Eso se consigue porque (p. 22) “cada modalidad sensorial tiene su propia autopista que, a partir del órgano sensorial, asciende a lugares propios de la corteza cerebral, donde hay regiones dedicadas a la visión, el oído, el tacto y todos los demás sentidos”, y lo curioso es que quien descifra, el cerebro (p. 25), “no tiene acceso directo al mundo externo” y está “encerrado dentro del cráneo en la más absoluta oscuridad”.

Ahora bien (p. 26), “las células receptoras capturan sólo una fracción del mundo externo” y eso “simplemente significa que todos somos ciegos (sordos, o en general, insensibles) a la inmensa mayor parte de estímulos externos”, es decir (p. 32), “reconocemos partes pertenecientes a un todo”.

En su función táctil (p. 42), “los 20 000 mecanorreceptores que tapizan la piel informan cada uno de lo que sucede en una pequeña parcela de la piel” y pueden diferenciarse porque (p. 43) “existe una correspondencia topográfica entre cada región del cuerpo y las respectivas regiones del cerebro a las que llegan los estímulos”.

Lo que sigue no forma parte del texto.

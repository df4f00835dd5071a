//! Transcript session state machine
//!
//! Handles one recording from start to a single classified entry:
//! Idle -> Recording -> Finalizing -> Done | Failed, then back to Idle via
//! `reset`. The first finalize trigger (manual stop, recognizer final,
//! error, timeout) is authoritative; every later trigger is a no-op.

use std::time::Instant;

use serde::{Deserialize, Serialize};
use tracing::{debug, info, warn};

use crate::grammar::{CommandGrammar, Intent};
use crate::recognizer::{ChannelError, RecognitionChannel};
use crate::store::StoreError;

/// Lifecycle status of a session
#[derive(Debug, Clone, Copy, PartialEq, Eq, Serialize, Deserialize)]
#[serde(rename_all = "snake_case")]
pub enum Status {
    /// Ready to start a recording
    Idle,
    /// Recognizer running, accepting transcript updates
    Recording,
    /// A finalize trigger fired, waiting for classification
    Finalizing,
    /// Classified entry produced
    Done,
    /// Nothing usable came out of the recording
    Failed,
}

impl Default for Status {
    fn default() -> Self {
        Self::Idle
    }
}

impl std::fmt::Display for Status {
    fn fmt(&self, f: &mut std::fmt::Formatter<'_>) -> std::fmt::Result {
        match self {
            Status::Idle => write!(f, "Idle"),
            Status::Recording => write!(f, "Recording"),
            Status::Finalizing => write!(f, "Finalizing"),
            Status::Done => write!(f, "Done"),
            Status::Failed => write!(f, "Failed"),
        }
    }
}

/// What ended the Recording state
#[derive(Debug, Clone, Copy, PartialEq, Eq, Serialize, Deserialize)]
#[serde(rename_all = "snake_case")]
pub enum FinalizeReason {
    ManualStop,
    RecognizerFinal,
    Error,
    Timeout,
}

impl std::fmt::Display for FinalizeReason {
    fn fmt(&self, f: &mut std::fmt::Formatter<'_>) -> std::fmt::Result {
        match self {
            FinalizeReason::ManualStop => write!(f, "manual_stop"),
            FinalizeReason::RecognizerFinal => write!(f, "recognizer_final"),
            FinalizeReason::Error => write!(f, "error"),
            FinalizeReason::Timeout => write!(f, "timeout"),
        }
    }
}

/// One result from the recognition stream
///
/// `text` is the recognizer's cumulative best transcription, so each
/// update replaces the previous one.
#[derive(Debug, Clone, Default, PartialEq, Eq, Serialize, Deserialize)]
pub struct TranscriptUpdate {
    pub text: String,
    #[serde(default)]
    pub is_final: bool,
    #[serde(default, skip_serializing_if = "Option::is_none")]
    pub error: Option<String>,
}

impl TranscriptUpdate {
    pub fn partial(text: impl Into<String>) -> Self {
        Self {
            text: text.into(),
            ..Self::default()
        }
    }

    pub fn last(text: impl Into<String>) -> Self {
        Self {
            text: text.into(),
            is_final: true,
            error: None,
        }
    }

    pub fn failed(message: impl Into<String>) -> Self {
        Self {
            text: String::new(),
            is_final: false,
            error: Some(message.into()),
        }
    }
}

/// The classified result of a session
#[derive(Debug, Clone, PartialEq, Eq, Serialize, Deserialize)]
pub struct ClassifiedEntry {
    pub intent: Intent,
    pub text: String,
}

/// Identifies one armed timeout; stale tokens are ignored
#[derive(Debug, Clone, Copy, PartialEq, Eq, Hash)]
pub struct TimeoutToken(u64);

/// Outcome of feeding a trigger into the session
#[derive(Debug, Clone, Copy, PartialEq, Eq)]
pub enum Trigger {
    /// Partial transcript recorded, still recording
    Updated,
    /// The session moved to Finalizing for this reason
    Finalizing(FinalizeReason),
    /// Arrived after finalization (or with a stale token) and was dropped
    Ignored,
}

/// Errors returned by session operations
#[derive(Debug, thiserror::Error)]
pub enum SessionError {
    #[error("a recording session is already active")]
    AlreadyActive,

    #[error("cannot {op} while {status}")]
    InvalidState { op: &'static str, status: Status },

    #[error(transparent)]
    RecognizerUnavailable(ChannelError),

    #[error("transcript is empty after removing the command phrase")]
    EmptyTranscript,

    #[error("recognizer error: {0}")]
    ChannelError(String),

    #[error("list store error: {0}")]
    Store(#[from] StoreError),

    #[error("session driver is not running")]
    DriverClosed,
}

impl SessionError {
    /// Stable identifier for IPC error responses
    pub fn code(&self) -> &'static str {
        match self {
            SessionError::AlreadyActive => "already_active",
            SessionError::InvalidState { .. } => "invalid_state",
            SessionError::RecognizerUnavailable(_) => "recognizer_unavailable",
            SessionError::EmptyTranscript => "empty_transcript",
            SessionError::ChannelError(_) => "channel_error",
            SessionError::Store(_) => "store_error",
            SessionError::DriverClosed => "driver_closed",
        }
    }
}

/// A single recording's state machine
pub struct TranscriptSession<C: RecognitionChannel> {
    channel: C,
    grammar: CommandGrammar,
    /// Intent used when no command phrase matches
    default_intent: Intent,
    status: Status,
    /// Last best transcription seen; overwritten, never appended
    latest_transcript: String,
    finalize_reason: Option<FinalizeReason>,
    channel_error: Option<String>,
    /// Whether this session currently holds the recognition channel
    channel_held: bool,
    armed: Option<TimeoutToken>,
    next_token: u64,
    started_at: Option<Instant>,
}

impl<C: RecognitionChannel> TranscriptSession<C> {
    /// Create an idle session using the built-in grammar
    pub fn new(channel: C) -> Self {
        Self::with_grammar(channel, CommandGrammar::default())
    }

    pub fn with_grammar(channel: C, grammar: CommandGrammar) -> Self {
        Self {
            channel,
            grammar,
            default_intent: Intent::default(),
            status: Status::Idle,
            latest_transcript: String::new(),
            finalize_reason: None,
            channel_error: None,
            channel_held: false,
            armed: None,
            next_token: 0,
            started_at: None,
        }
    }

    /// Set the intent used for transcripts without a command phrase
    pub fn with_default_intent(mut self, intent: Intent) -> Self {
        self.default_intent = intent;
        self
    }

    pub fn status(&self) -> Status {
        self.status
    }

    /// Live transcript for display while recording
    pub fn current_transcript(&self) -> &str {
        &self.latest_transcript
    }

    pub fn finalize_reason(&self) -> Option<FinalizeReason> {
        self.finalize_reason
    }

    /// Message of the recognizer error that ended the session, if any
    pub fn channel_error(&self) -> Option<&str> {
        self.channel_error.as_deref()
    }

    /// The timeout currently armed, if recording
    pub fn armed_timeout(&self) -> Option<TimeoutToken> {
        self.armed
    }

    /// Start recording
    ///
    /// Acquires the recognition channel and arms a timeout. The caller is
    /// responsible for scheduling the returned token and delivering it to
    /// [`on_timeout`](Self::on_timeout) when it elapses.
    pub fn start(&mut self) -> Result<TimeoutToken, SessionError> {
        if self.status != Status::Idle {
            return Err(SessionError::AlreadyActive);
        }

        self.channel.request_start().map_err(|e| {
            warn!(error = %e, "recognizer refused to start");
            SessionError::RecognizerUnavailable(e)
        })?;
        self.channel_held = true;

        self.next_token += 1;
        let token = TimeoutToken(self.next_token);
        self.armed = Some(token);
        self.started_at = Some(Instant::now());

        self.transition_to(Status::Recording);
        Ok(token)
    }

    /// Feed one transcript update from the recognizer
    pub fn on_update(&mut self, update: TranscriptUpdate) -> Result<Trigger, SessionError> {
        match self.status {
            Status::Idle => Err(self.invalid("accept a transcript update")),
            Status::Recording => {
                let TranscriptUpdate {
                    text,
                    is_final,
                    error,
                } = update;

                // An error report without a result keeps the last transcript
                if error.is_none() || !text.is_empty() {
                    self.latest_transcript = text;
                }

                if let Some(message) = error {
                    warn!(error = %message, "recognizer reported an error");
                    self.channel_error = Some(message);
                    Ok(self.begin_finalizing(FinalizeReason::Error))
                } else if is_final {
                    Ok(self.begin_finalizing(FinalizeReason::RecognizerFinal))
                } else {
                    debug!(transcript = %self.latest_transcript, "partial transcript");
                    Ok(Trigger::Updated)
                }
            }
            status => {
                debug!(%status, "late transcript update ignored");
                Ok(Trigger::Ignored)
            }
        }
    }

    /// Stop recording at the user's request
    pub fn manual_stop(&mut self) -> Result<Trigger, SessionError> {
        match self.status {
            Status::Idle => Err(self.invalid("stop")),
            Status::Recording => Ok(self.begin_finalizing(FinalizeReason::ManualStop)),
            status => {
                debug!(%status, "stop after finalization ignored");
                Ok(Trigger::Ignored)
            }
        }
    }

    /// Deliver an elapsed timeout
    ///
    /// Only the currently armed token finalizes the session; a timeout that
    /// was cancelled or belongs to an earlier recording is dropped.
    pub fn on_timeout(&mut self, token: TimeoutToken) -> Trigger {
        if self.status == Status::Recording && self.armed == Some(token) {
            self.begin_finalizing(FinalizeReason::Timeout)
        } else {
            debug!(?token, status = %self.status, "stale timeout ignored");
            Trigger::Ignored
        }
    }

    /// Classify the finalized transcript
    ///
    /// Runs once per session: success moves to Done, an empty result moves
    /// to Failed.
    pub fn finalize(&mut self) -> Result<ClassifiedEntry, SessionError> {
        if self.status != Status::Finalizing {
            return Err(self.invalid("finalize"));
        }

        let (intent, text) = self.grammar.match_and_strip(&self.latest_transcript);
        let text = text.trim();

        if text.is_empty() {
            let error = match (self.finalize_reason, &self.channel_error) {
                (Some(FinalizeReason::Error), Some(message)) => {
                    SessionError::ChannelError(message.clone())
                }
                _ => SessionError::EmptyTranscript,
            };
            warn!(
                reason = ?self.finalize_reason,
                transcript = %self.latest_transcript,
                %error,
                "nothing to file"
            );
            self.transition_to(Status::Failed);
            return Err(error);
        }

        let entry = ClassifiedEntry {
            intent: intent.unwrap_or(self.default_intent),
            text: text.to_string(),
        };
        info!(
            intent = %entry.intent,
            matched_command = intent.is_some(),
            "transcript classified"
        );
        self.transition_to(Status::Done);
        Ok(entry)
    }

    /// Return to Idle after Done or Failed
    pub fn reset(&mut self) -> Result<(), SessionError> {
        match self.status {
            Status::Idle => Ok(()),
            Status::Done | Status::Failed => {
                self.latest_transcript.clear();
                self.finalize_reason = None;
                self.channel_error = None;
                self.started_at = None;
                self.transition_to(Status::Idle);
                Ok(())
            }
            Status::Recording | Status::Finalizing => Err(self.invalid("reset")),
        }
    }

    fn begin_finalizing(&mut self, reason: FinalizeReason) -> Trigger {
        self.armed = None;
        self.release_channel();
        self.finalize_reason = Some(reason);

        let duration_ms = self
            .started_at
            .map(|t| t.elapsed().as_millis() as u64)
            .unwrap_or(0);
        info!(%reason, duration_ms, "recording finished");

        self.transition_to(Status::Finalizing);
        Trigger::Finalizing(reason)
    }

    fn release_channel(&mut self) {
        if self.channel_held {
            self.channel_held = false;
            self.channel.request_stop();
        }
    }

    fn transition_to(&mut self, new_status: Status) {
        info!(from = %self.status, to = %new_status, "session transition");
        self.status = new_status;
    }

    fn invalid(&self, op: &'static str) -> SessionError {
        SessionError::InvalidState {
            op,
            status: self.status,
        }
    }
}

impl<C: RecognitionChannel> Drop for TranscriptSession<C> {
    fn drop(&mut self) {
        self.release_channel();
    }
}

La visión, por otra parte (p. 53) “está configurada desde dentro; miramos como miramos según nuestra historia personal. […] De hecho, más del 50% de la corteza cerebral humana está dedicada a la visión”, aunque, como ya se dijo antes (p. 54) “literalmente, no hay visión directa”; por ejemplo (p. 61), “si algo falta en el campo visual, el sistema visual lo inventa –el término técnico es extrapolar– a partir de las tendencias que hay alrededor”.

Hay sólo cinco sabores primarios (p. 102): El salado, el agrio, el dulce, el amargo y el umami, que en japonés significa “delicioso”. En el caso del olfato (p. 103), “no hay un acuerdo sobre la existencia de olores primarios. Si existen, son muchísimos” y, además (pp. 106-107), “los humanos contamos con 350 variedades diferentes de proteínas que detectan olores”.

Como en todos los sentidos (p. 110), “la percepción del gusto y del olfato, sucede en el cerebro”

No sólo hay cinco sentidos, los más conocidos son externos o de extercepción, pero existen (p. 125) “otros dos grupos de sentidos especializados en detectar estímulos en el interior del cuerpo: la interocepción (detectar el estado fisiológico del cuerpo) y la propiocepción (detectar la posición y movimiento del cuerpo)”.

Los dos sentidos más importantes en la interocepción (p. 125) “están asociados con las sensaciones de hambre y sed”; pero (p. 129) “en el cerebro hay muchas conexiones –su especialidad es combinar señales– por lo que los distintos sentidos se combinan, al igual que se combina la percepción con otros procesos del cerebro”, porque en el cerebro (p. 132) “casi todo está conectado”.